Published 22 July 2021

The latest revelations about NSO Group’s Pegasus spyware are the latest indication that the spyware industry is out of control, with licensed customers free to spy on political and civilian targets as well as suspected criminals. We may be heading to a world in which no phone is safe from such attacks.

The world’s most sophisticated commercially available spyware may be being abused, according to an investigation by 17 media organizations in ten countries. Intelligence leaks and forensic phone analysis suggests the surveillance software, called Pegasus, has been used to target and spy on the phones of human rights activists, investigative journalists, politicians, researchers and academics.

NSO Group, the Israeli cyber intelligence firm behind Pegasus, insists that it only licenses its spyware to vetted government clients in the name of combating transnational crime and terrorism.

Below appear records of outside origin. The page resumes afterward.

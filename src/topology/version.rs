use std::fmt;

/// Version of the cluster's partition-ownership view.
///
/// `major` moves on every membership change. `minor` moves on changes that only touch
/// affinity (late affinity assignment, baseline and activation changes) and resets to zero
/// whenever `major` moves. Versions are totally ordered by `(major, minor)`.
#[derive(Copy, Clone, Debug, Default, Hash, Eq, PartialEq, Ord, PartialOrd)]
pub struct TopologyVersion {
    major: u64,
    minor: u32,
}

impl TopologyVersion {
    pub const ZERO: TopologyVersion = TopologyVersion { major: 0, minor: 0 };

    pub fn new(major: u64, minor: u32) -> Self {
        TopologyVersion { major, minor }
    }

    pub fn major(&self) -> u64 {
        self.major
    }

    pub fn minor(&self) -> u32 {
        self.minor
    }

    pub fn next_major(&self) -> Self {
        TopologyVersion {
            major: self.major + 1,
            minor: 0,
        }
    }

    pub fn next_minor(&self) -> Self {
        TopologyVersion {
            major: self.major,
            minor: self.minor + 1,
        }
    }

    pub fn bump(&self, bump: VersionBump) -> Self {
        match bump {
            VersionBump::Major => self.next_major(),
            VersionBump::Minor => self.next_minor(),
        }
    }
}

impl fmt::Display for TopologyVersion {
    fn fmt(&self, f: &mut fmt::Formatter<'_>) -> fmt::Result {
        write!(f, "{}.{}", self.major, self.minor)
    }
}

#[derive(Copy, Clone, Debug, Eq, PartialEq)]
pub enum VersionBump {
    Major,
    Minor,
}

/// TopologyVersionClock hands out the version of every discovery event. The discovery service
/// owns exactly one clock, so every node observes the same version for the same event.
#[derive(Debug, Default)]
pub struct TopologyVersionClock {
    current: TopologyVersion,
}

impl TopologyVersionClock {
    pub fn new() -> Self {
        TopologyVersionClock::default()
    }

    pub fn current(&self) -> TopologyVersion {
        self.current
    }

    pub fn tick(&mut self, bump: VersionBump) -> TopologyVersion {
        self.current = self.current.bump(bump);
        self.current
    }
}

#[cfg(test)]
mod tests {
    use super::*;

    #[test]
    fn ordering_is_major_then_minor() {
        let v1_0 = TopologyVersion::new(1, 0);
        let v1_3 = TopologyVersion::new(1, 3);
        let v2_0 = TopologyVersion::new(2, 0);

        assert!(v1_0 < v1_3);
        assert!(v1_3 < v2_0);
        assert!(TopologyVersion::ZERO < v1_0);
        assert_eq!(v1_3.next_major(), v2_0);
        assert_eq!(v1_0.next_minor().next_minor(), TopologyVersion::new(1, 2));
    }

    #[test]
    fn clock_is_monotonic() {
        let mut clock = TopologyVersionClock::new();
        let mut observed = vec![clock.current()];
        for bump in [
            VersionBump::Major,
            VersionBump::Minor,
            VersionBump::Minor,
            VersionBump::Major,
            VersionBump::Minor,
        ]
        .iter()
        {
            observed.push(clock.tick(*bump));
        }

        assert!(observed.windows(2).all(|w| w[0] < w[1]));
        assert_eq!(clock.current(), TopologyVersion::new(2, 1));
    }

    #[test]
    fn display() {
        assert_eq!(TopologyVersion::new(4, 1).to_string(), "4.1");
    }
}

It has labelled reports from investigative journalists a “vicious and slanderous campaign” upon which it will no longer comment.

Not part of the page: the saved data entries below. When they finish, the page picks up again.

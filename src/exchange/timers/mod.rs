mod exchange_timer;
mod stop_signal;
mod time;

#[cfg(test)]
mod test_utils;

pub(crate) use exchange_timer::ExchangeTimerHandle;
pub(crate) use exchange_timer::ExchangeTimerTick;
pub(crate) use exchange_timer::TimeoutKind;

Yet the founder and chief executive of NSO Group previously admitted that “in some circumstances our customers might misuse the system.” Given that the group has sold its spyware to a reported 40 countries, including some with poor records of corruption and human rights violations, it’s alleged that Pegasus has been significantly misused, undermining the freedom of the press, freedom of thought and free and open democracies.

These revelations are the latest indication that the spyware industry is out of control, with licensed customers free to spy on political and civilian targets as well as suspected criminals. We may be heading to a world in which no phone is safe from such attacks.

How Pegasus Works
Pegasus is regarded as the most advanced spyware on the market. It can infiltrate victims’ devices without their even having to click a malicious link – a so-called “zero-click attack”. Once inside, the power Pegasus possesses to transform a phone into a surveillance beacon is astounding.

It immediately sets to work copying messages, pictures, videos and downloaded content to send to the attacker. As if that’s not insidious enough, Pegasus can record calls and track a target’s location while independently and secretly activating a phone’s camera and microphone. With this capability, an infected phone acts like a fly on the wall, seeing, hearing and reporting back the intimate and sensitive conversations that it watches continuously.

There’s previous evidence of Pegasus misuse. It was implicated in the alleged hacking of Jeff Bezos’ phone by the crown prince of Saudi Arabia in 2018. The following year, it was revealed that several Indian lawyers and activists had been targeted by a Pegasus attack via WhatsApp.